I started threatening Nick with divorce.


"Go for it! At least then I can play my video games without anyone nagging me about it! I'll live in a trailer and play video games for the rest of my life!" he'd spit back.


I didn't want to watch this anymore. I didn't want to witness his complete deterioration, knowing I couldn't fix it for him, and continue fighting with him about it every day.


There were several factors stopping me from going through with it, though. The first three were logistical. The last three were emotional.


First, was COVID. If COVID hadn't been going on, I probably would have flown back to Canada for a weekend to clear my head. But we were in the depth of lockdowns and we were flat broke. I couldn't afford to get a hotel room or AirBnb for a weekend away, let alone a trip home. The border to Canada was closed and all flights suspended indefinitely anyways. And as a result, my family couldn't come visit me, either.


Second, in the earlier stages of considering divorce, I hadn't yet received my green card. I only got my green card after shutdowns were in full-effect. If I left the country before getting my green card, I wouldn't have been able to return to the US and my green card would have been rejected. If I left the country after getting my green card, I was worried I'd get stuck at the border because of travel shutdowns. I needed to be completely certain of my decision before I crossed any borders.


Third, what would I do with Daisy? She's a pit bull mix and she's illegal in the province my family lives in. I wasn't about to leave her with Nick; he could barely take care of himself. Plus, I couldn't stand to abandon the one living being who was physically there, helping me through it. So, I started looking up other areas in Canada where she was legal if I did leave.

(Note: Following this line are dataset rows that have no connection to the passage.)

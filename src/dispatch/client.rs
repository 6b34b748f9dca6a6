//! The caller-facing client and its terminal build.

use std::fmt;
use std::hash::{Hash, Hasher};
use std::sync::Arc;

use futures_util::future::{self, FutureExt};
use serde_json::{json, Value};

use crate::callable::{Args, CallFuture};
use crate::contract::{CallContract, RemoteCall, ServiceObject, Signature, TargetIdentity};
use crate::decorators::{build_chain, Decorators};
use crate::dispatch::InvocationHandler;
use crate::error::{BuildError, CallError};

/// A resilience-decorated client for one call contract.
///
/// Cloning is cheap and yields the same client (same decorated callables,
/// same wrapper state). Equality, hashing and display follow the target identity.
#[derive(Clone)]
pub struct ResilientClient {
    handler: Arc<InvocationHandler>,
}

impl ResilientClient {
    pub fn builder(decorators: Decorators) -> ResilientClientBuilder {
        ResilientClientBuilder {
            decorators,
            remote: None,
        }
    }

    /// Invoke `operation` with `args`.
    pub fn call(&self, operation: &str, args: Args) -> CallFuture {
        self.handler.invoke(self, operation, args)
    }

    pub fn target(&self) -> &TargetIdentity {
        self.handler.target()
    }

    pub fn contract(&self) -> &Arc<CallContract> {
        self.handler.contract()
    }

    pub fn handler(&self) -> &InvocationHandler {
        &self.handler
    }

    /// The target identity as the argument of an `equals` call.
    pub fn identity_value(&self) -> Value {
        json!({
            "contract": self.target().contract(),
            "name": self.target().name(),
        })
    }
}

impl PartialEq for ResilientClient {
    fn eq(&self, other: &Self) -> bool {
        self.target() == other.target()
    }
}

impl Eq for ResilientClient {}

impl Hash for ResilientClient {
    fn hash<H: Hasher>(&self, state: &mut H) {
        self.target().hash(state);
    }
}

impl fmt::Display for ResilientClient {
    fn fmt(&self, f: &mut fmt::Formatter<'_>) -> fmt::Result {
        fmt::Display::fmt(self.target(), f)
    }
}

impl fmt::Debug for ResilientClient {
    fn fmt(&self, f: &mut fmt::Formatter<'_>) -> fmt::Result {
        f.debug_struct("ResilientClient")
            .field("target", self.target())
            .finish()
    }
}

/// A client can stand in as the fallback of another client of the same contract.
impl ServiceObject for ResilientClient {
    fn type_name(&self) -> &str {
        self.contract().name()
    }

    fn implements(&self, signature: &Signature) -> bool {
        self.contract()
            .operation(signature.name())
            .is_some_and(|op| !op.is_identity_sensitive() && op.signature() == signature)
    }

    fn invoke(&self, signature: &Signature, args: Args) -> CallFuture {
        if !self.implements(signature) {
            return future::ready(Err(CallError::UnknownOperation(signature.to_string()))).boxed();
        }
        self.call(signature.name(), args)
    }
}

/// Builder for [`ResilientClient`].
#[derive(Clone)]
pub struct ResilientClientBuilder {
    decorators: Decorators,
    remote: Option<Arc<dyn RemoteCall>>,
}

impl ResilientClientBuilder {
    /// Set the remote call collaborator.
    pub fn remote<R>(self, remote: R) -> Self
    where
        R: RemoteCall + 'static,
    {
        self.shared_remote(Arc::new(remote))
    }

    pub fn shared_remote(mut self, remote: Arc<dyn RemoteCall>) -> Self {
        self.remote = Some(remote);
        self
    }

    /// Build a client named after the contract.
    pub fn build(&self, contract: Arc<CallContract>) -> Result<ResilientClient, BuildError> {
        let target = TargetIdentity::of(&contract);
        self.build_for(contract, target)
    }

    /// Build a client with a custom logical name.
    pub fn build_named(
        &self,
        contract: Arc<CallContract>,
        name: impl Into<String>,
    ) -> Result<ResilientClient, BuildError> {
        let target = TargetIdentity::named(&contract, name);
        self.build_for(contract, target)
    }

    fn build_for(&self, contract: Arc<CallContract>, target: TargetIdentity) -> Result<ResilientClient, BuildError> {
        let remote = self.remote.clone().ok_or(BuildError::MissingRemote)?;
        let decorated = build_chain(&contract, &remote, &self.decorators, &target)?;

        tracing::debug!(
            target_identity = %target,
            operations = decorated.len(),
            "Built resilient client"
        );

        Ok(ResilientClient {
            handler: Arc::new(InvocationHandler::new(target, contract, remote, decorated)),
        })
    }
}

impl fmt::Debug for ResilientClientBuilder {
    fn fmt(&self, f: &mut fmt::Formatter<'_>) -> fmt::Result {
        f.debug_struct("ResilientClientBuilder")
            .field("decorators", &self.decorators)
            .field("remote", &self.remote.is_some())
            .finish()
    }
}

Fourth, I couldn't get this thought out of my head: what if I leave and that triggers Nick to commit suicide? I wasn't sure I would be able to bear that outcome. Even though I logically knew that would be his decision and not mine, I wasn't sure I'd be able to forgive myself if he did.

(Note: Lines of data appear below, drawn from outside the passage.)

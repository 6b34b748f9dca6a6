//! Target identity of a client: which contract, under which logical name.

use std::collections::hash_map::DefaultHasher;
use std::fmt;
use std::hash::{Hash, Hasher};

use serde::{Deserialize, Serialize};

use crate::contract::CallContract;

/// Identifies a client for equality, hashing, display and observability labels.
#[derive(Debug, Clone, PartialEq, Eq, Hash, Serialize, Deserialize)]
pub struct TargetIdentity {
    contract: String,
    name: String,
}

impl TargetIdentity {
    pub fn new(contract: impl Into<String>, name: impl Into<String>) -> Self {
        Self {
            contract: contract.into(),
            name: name.into(),
        }
    }

    /// Identity named after the contract itself.
    pub fn of(contract: &CallContract) -> Self {
        Self::new(contract.name(), contract.name())
    }

    /// Identity with a custom logical name (used in metrics/logging).
    pub fn named(contract: &CallContract, name: impl Into<String>) -> Self {
        Self::new(contract.name(), name)
    }

    pub fn contract(&self) -> &str {
        &self.contract
    }

    pub fn name(&self) -> &str {
        &self.name
    }

    /// Structural hash of both fields.
    pub fn hash_code(&self) -> u64 {
        let mut hasher = DefaultHasher::new();
        self.hash(&mut hasher);
        hasher.finish()
    }
}

impl fmt::Display for TargetIdentity {
    fn fmt(&self, f: &mut fmt::Formatter<'_>) -> fmt::Result {
        write!(f, "TargetIdentity{{contract={}, name='{}'}}", self.contract, self.name)
    }
}

#[cfg(test)]
mod tests {
    use super::*;

    #[test]
    fn test_structural_equality() {
        let a = TargetIdentity::new("GreetingService", "greetings");
        let b = TargetIdentity::new("GreetingService", "greetings");
        let c = TargetIdentity::new("GreetingService", "other");

        assert_eq!(a, b);
        assert_eq!(a.hash_code(), b.hash_code());
        assert_ne!(a, c);
    }

    #[test]
    fn test_display() {
        let target = TargetIdentity::new("GreetingService", "greetings");
        assert_eq!(
            target.to_string(),
            "TargetIdentity{contract=GreetingService, name='greetings'}"
        );
    }
}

Fifth, I loved my husband. I wanted the man I married back. I wanted to spend the rest of my life with that person. I just didn't know where that version of him had gone.


The last reason I think I didn't go through with divorce was this: I knew he could do it. I don't know how else to describe it other than I knew, deep down, that he could do this. I knew that he could get through this. It was a gut feeling.


I called my mom sobbing one night, feeling tortured by my dilemma.


"What do you want to do, hon?" she asked.


"I want to run. All I want to do is run," I replied through sobs.


"You know we'll support you with whatever decision you make. We do hope, though, that Nick does get better because you know we love him, too."


I wanted someone else to make the decision for me. I so desperately wanted someone else to make this decision that I started asking all of my close friends and family what I should do.


During the initial COVID shutdowns, my friends back home arranged a Zoom call so we could catch up. When it came my turn, I started with, "Well, I may not have been the first of us to get married, but I might be the first one to get divorced."


I shot into the whole story, updating everyone on how hopeless things were beginning to feel. I was hoping that one of them would tell me what to do. Hoping that one of them would make this impossible decision for me. But they, too, knew they couldn't make this decision. Much like my mom, their responses were different versions of, "we support whatever decision you make."


And truthfully, even if someone had told me to divorce him, I probably wouldn't have listened. I wouldn't have listened because it wasn't what I actually wanted.


The fighting, stress, and confusion continued for another two months after that call.


Until May 1st, 2020, when I was sitting at my desk at work, staring out at the mountains, when I got a text from Nick.


The little words I had been waiting for came across my screen: I just got rid of my video games.